Mary is now more personally present to men and women than during her earthly life, not as an alabaster-type Madonna but a woman of strength, inured to suffering by knowing what it felt like to be a displaced person and to experience the violent loss of a well-beloved son. How many today have not felt the same? Indeed, her mother love was extended to the entire world at the time of her deepest pain on Calvary. It is hardly consistent she should remain up and away in glory while her children are even today being torn apart by violence and moral suicide, or that she should be unconcerned at the sensual cult of the body, that measures progress by the success in avoiding pain and putting off death, and marked by the mad scramble for the best places in this life and an alarming reluctance to leave it.

BODY POLITIC

As Christians and as a nation we need to consider the prospect that whatever happened to Jesus and Mary must also happen to us, but only in the measure of our humble obedience to God. “We rise by self-abasement” (Blessed Cardinal J. H. Newman). “The image and likeness of God” is not a static endowment but a gift with a dynamic purpose and intent. As surely as God entered the portals of humanity, the Indian nation must acquiesce in the incarnational mystery of its assumption to Jesus Christ who is as broad as creation and as transcendent as heaven. Every man and woman bears the mystery of Christ in their heart. This is what constitutes their call to holiness within their historic-political situation, which they answer by a life of self-effacing charity and justice. “Christ is now at work in the hearts of men” (Vat II, GS 38).

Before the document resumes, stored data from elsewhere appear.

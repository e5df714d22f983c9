//! Fleet Agent Host - per-host agent for the virtualization/storage fleet
//!
//! This agent keeps one host in line with the control store:
//! - Self-registration and heartbeat through the MQTT document gateway
//! - Strictly ordered remote command execution (console, reboot, shutdown)
//! - Ceph/RBD storage pool reconciliation against libvirt, with volume audits
//! - Remote console bridged over a peer data channel to a local shell

mod agent;
mod config;
mod console;
mod execution;
mod hypervisor;
mod inventory;
mod model;
mod pools;
mod store;
mod tabular;

#[cfg(test)]
mod testing;

use agent::{Agent, Collaborators};
use anyhow::{Context, Result};
use config::{Credentials, NodeIdentity, Settings};
use console::transport::PeerTransport;
use execution::shell::{Shell, SystemShell};
use inventory::Inventory;
use std::sync::Arc;
use std::time::Duration;
use store::mqtt::MqttStore;
use tracing::info;
use tracing_subscriber::EnvFilter;

#[cfg(feature = "webrtc")]
fn peer_transport() -> Arc<dyn PeerTransport> {
    Arc::new(console::webrtc::WebRtcTransport::new())
}

#[cfg(not(feature = "webrtc"))]
fn peer_transport() -> Arc<dyn PeerTransport> {
    tracing::warn!("Built without a peer transport - console offers will be declined");
    Arc::new(console::transport::UnsupportedTransport)
}

#[tokio::main]
async fn main() -> Result<()> {
    dotenvy::dotenv().ok(); // fine when there is no .env

    tracing_subscriber::fmt()
        .with_env_filter(
            EnvFilter::try_from_default_env().unwrap_or_else(|_| EnvFilter::new("fleet_agent_host=info")),
        )
        .init();

    info!("Fleet Agent Host v{} starting...", env!("CARGO_PKG_VERSION"));

    let credentials = Credentials::from_env().context("Control store credentials are not configured")?;

    let home = config::agent_home()?;
    let settings = Settings::wait_and_load(&home.join(config::SETTINGS_FILE))
        .await
        .context("Failed to load agent settings")?;
    let identity = NodeIdentity::load_or_create(&home.join(config::NODE_ID_FILE))
        .await
        .context("Failed to establish node identity")?;
    info!("Node id: {}{}", identity.id, if identity.created { " (new)" } else { "" });

    let inventory = tokio::task::spawn_blocking(Inventory::collect)
        .await
        .context("Inventory collection panicked")?;

    let store = Arc::new(MqttStore::connect(&settings.store, &credentials, &identity.id));
    let shell: Arc<dyn Shell> = Arc::new(SystemShell::new(
        settings.agent.shell.clone(),
        Duration::from_secs(settings.agent.command_timeout_secs),
    ));

    let agent = Agent::new(
        identity,
        inventory,
        &settings,
        Collaborators {
            store,
            command_shell: Arc::clone(&shell),
            hypervisor_shell: shell,
            transport: peer_transport(),
        },
    );

    agent.run().await.context("Agent execution failed")
}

 There is a special power in certain past events, like the Freedom struggle, that no measure of temporal passage can erase. The energy released from such events continues to activate the human community and to influence the conditions of political decisions. This power is gathered up and personalised in Jesus Christ, the source and sustainer of such power, since his own paschal event is the résumé of all events, before and after. Those who submit with him in the cause of justice leave their mark on the nation’s history and have their names writ indelible in the Book of the Lamb.